- Title card
- Directed by: Cal Howard Cal Dalton
- Story by: Dave Monahan
- Produced by: Leon Schlesinger
- Music by: Carl W. Stalling
- Animation by: Volney White
- Color process: Technicolor
- Production company: Leon Schlesinger Productions
- Distributed by: Warner Bros. Pictures The Vitaphone Corporation
- Release date: August 27, 1938;
- Running time: 7 min
- Country: United States
- Language: English

= A-Lad-In Bagdad =

1938 film by Cal Howard and Cal Dalton

A-Lad-In Bagdad is a 1938 Warner Bros. Merrie Melodies short directed by Cal Howard and Cal Dalton. The short was released on August 27, 1938. It is part of the Merrie Melodies series, the third cartoon to feature Egghead and the final to be co-directed by Howard, who left for Fleischer Studios with Tedd Pierce.

==Plot==
Egghead travels to Baghdad and finds an ArabMan playing on a claw machine, who wins candy beans instead of a gold lamp much to his chagrin. Egghead tries and wins the lamp, which to his horror contains a genie who looks and behaves like a stereotypical African, but is reassured after he is instructed to rub the lamp when in need of anything. Egghead is granted a new outfit on request. The man from earlier is devastated and resolves to steal the lamp for himself.

Egghead finds a sign which notes that the Sultan is giving away his daughter's hand in marriage to the cleverest entertainer in a contest. Egghead summons a flying carpet and queues for his turn at the palace, with his lamp being stolen by the man while numerous failed entertainers are sent tumbling into the basement for being unable to stop the princess from crying, including two musicians who continue to sing in the basement and are shot to death.

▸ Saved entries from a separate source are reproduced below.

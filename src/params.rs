//! Simulation parameters and their TOML representation.

use std::path::Path;

use serde::{Deserialize, Serialize};

use crate::error::{ensure_non_negative, ensure_positive, Result};
use crate::kinetics::KineticsParams;
use crate::noise::NoiseModel;
use crate::psf::{PsfWidths, ZCalibration};

/// Every knob of a simulation run.
///
/// Durations share one time unit (milliseconds in the defaults), and
/// `photonrate` is photons per that unit.
#[derive(Debug, Clone, PartialEq, Serialize, Deserialize)]
#[serde(default)]
pub struct SimulationParams {
    /// Number of frames in the movie
    pub frames: usize,
    /// Exposure time per frame
    pub time: f64,
    /// Mean dark time between binding events
    pub meandark: f64,
    /// Mean bright time of a binding event
    pub meanbright: f64,
    /// Mean photon emission rate while bound
    pub photonrate: f64,
    /// Standard deviation of the emission rate between binding events
    pub photonratestd: f64,
    /// Photons a site can emit before bleaching
    pub photonbudget: u64,
    /// Independent dark times instead of blocked rebinding
    pub simple: bool,
    /// Gaussian PSF width in pixels (2D mode)
    pub psf: f64,
    /// Mean background photons per pixel per frame
    pub background: f64,
    pub noise: NoiseModel,
    /// Edge length of the square image in pixels
    pub imagesize: usize,
    /// Use the astigmatic z calibration for PSF widths
    pub mode3d: bool,
    pub calibration: ZCalibration,
    /// Base seed; sites and frames derive their own streams from it
    pub seed: u64,
}

impl Default for SimulationParams {
    fn default() -> Self {
        Self {
            frames: 3000,
            time: 300.0,
            meandark: 2000.0,
            meanbright: 500.0,
            photonrate: 15.0,
            photonratestd: 5.0,
            photonbudget: 1_500_000,
            simple: true,
            psf: 0.82,
            background: 15.0,
            noise: NoiseModel::Poisson,
            imagesize: 32,
            mode3d: false,
            calibration: ZCalibration::default(),
            seed: 0,
        }
    }
}

impl SimulationParams {
    /// Load parameters from a TOML file; missing keys take their defaults.
    pub fn from_toml_file(path: impl AsRef<Path>) -> Result<Self> {
        let content = std::fs::read_to_string(path)?;
        Self::from_toml_str(&content)
    }

    pub fn from_toml_str(content: &str) -> Result<Self> {
        Ok(toml::from_str(content)?)
    }

    /// Reject parameters the kinetics and renderer cannot work with.
    pub fn validate(&self) -> Result<()> {
        let kinetics = self.kinetics();
        kinetics.validate()?;
        // Per-site generation works on whole time units.
        kinetics.with_rounded_means()?;
        ensure_positive("imagesize", self.imagesize as f64)?;
        ensure_non_negative("background", self.background)?;
        if !self.mode3d {
            ensure_non_negative("psf", self.psf)?;
        }
        if let NoiseModel::Gaussian { sigma } = self.noise {
            ensure_non_negative("noise.sigma", sigma)?;
        }
        Ok(())
    }

    /// Kinetics parameters as passed to the per-site generator.
    pub fn kinetics(&self) -> KineticsParams {
        KineticsParams {
            meandark: self.meandark,
            meanbright: self.meanbright,
            frames: self.frames,
            time: self.time,
            photonrate: self.photonrate,
            photonratestd: self.photonratestd,
            photonbudget: self.photonbudget,
            simple: self.simple,
        }
    }

    /// PSF sampling widths for an emitter at depth `z`.
    pub fn psf_widths(&self, z: f64) -> PsfWidths {
        if self.mode3d {
            PsfWidths::at_depth(z, &self.calibration)
        } else {
            PsfWidths::isotropic(self.psf)
        }
    }
}

#[cfg(test)]
mod tests {
    use super::*;
    use crate::error::SimulationError;

    #[test]
    fn test_defaults_are_valid() {
        assert!(SimulationParams::default().validate().is_ok());
    }

    #[test]
    fn test_partial_toml_keeps_defaults() {
        let params = SimulationParams::from_toml_str(
            r#"
            frames = 50
            time = 100.0
            mode3d = true

            [noise]
            kind = "gaussian"
            sigma = 2.5
            "#,
        )
        .unwrap();
        assert_eq!(params.frames, 50);
        assert_eq!(params.time, 100.0);
        assert!(params.mode3d);
        assert_eq!(params.noise, NoiseModel::Gaussian { sigma: 2.5 });
        assert_eq!(params.imagesize, SimulationParams::default().imagesize);
        assert_eq!(params.calibration, ZCalibration::default());
    }

    #[test]
    fn test_toml_round_trip() {
        let params = SimulationParams {
            seed: 99,
            simple: false,
            ..Default::default()
        };
        let text = toml::to_string(&params).unwrap();
        assert_eq!(SimulationParams::from_toml_str(&text).unwrap(), params);
    }

    #[test]
    fn test_invalid_toml_is_config_error() {
        assert!(matches!(
            SimulationParams::from_toml_str("frames = \"many\""),
            Err(SimulationError::Config(_))
        ));
    }

    #[test]
    fn test_validation_rejects_nonpositive_values() {
        let params = SimulationParams {
            imagesize: 0,
            ..Default::default()
        };
        assert!(matches!(
            params.validate(),
            Err(SimulationError::InvalidParameter {
                name: "imagesize",
                ..
            })
        ));
        let params = SimulationParams {
            photonbudget: 0,
            ..Default::default()
        };
        assert!(params.validate().is_err());
    }

    #[test]
    fn test_validation_rejects_means_below_one_time_unit() {
        let params = SimulationParams {
            frames: 100,
            time: 0.1,
            meandark: 1.0,
            meanbright: 0.3,
            ..Default::default()
        };
        assert!(matches!(
            params.validate(),
            Err(SimulationError::InvalidParameter {
                name: "meanbright",
                value,
                ..
            }) if value == 0.3
        ));
    }

    #[test]
    fn test_psf_widths_follow_mode() {
        let params = SimulationParams::default();
        assert_eq!(params.psf_widths(300.0), PsfWidths::isotropic(0.82));
        let params = SimulationParams {
            mode3d: true,
            ..Default::default()
        };
        assert_eq!(
            params.psf_widths(0.0),
            PsfWidths {
                sigma_x: params.calibration.cx[6],
                sigma_y: params.calibration.cy[6]
            }
        );
    }
}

It is Egghead's turn, and he performs a musical routine that charms the princess into falling in love with him, rendering the lamp entirely useless even if it was not replaced. However, the sultan is not impressed by the lamp and sends him out of the palace. He finds the man using the lamp to summon gold, motivating the king to force his daughter to marry him, but Egghead arrives to beat up the man and takes the princess with him on the magic carpet. They return to Egghead's home, where the genie is revealed to actually look attractive and receives the princess's affection instead.

==Reception==
On September 1, 1938, Motion Picture Exhibitor said, "Another Schlesinger laff-hit. The boy, who talks like Joe Penner, secures the magic lamp, has it stolen from him as he competes for the Caliph's daughter, wins her anyway, recovers the lamp for her real desires — a composite Robert Taylor, Clark Gable. It's all very funny."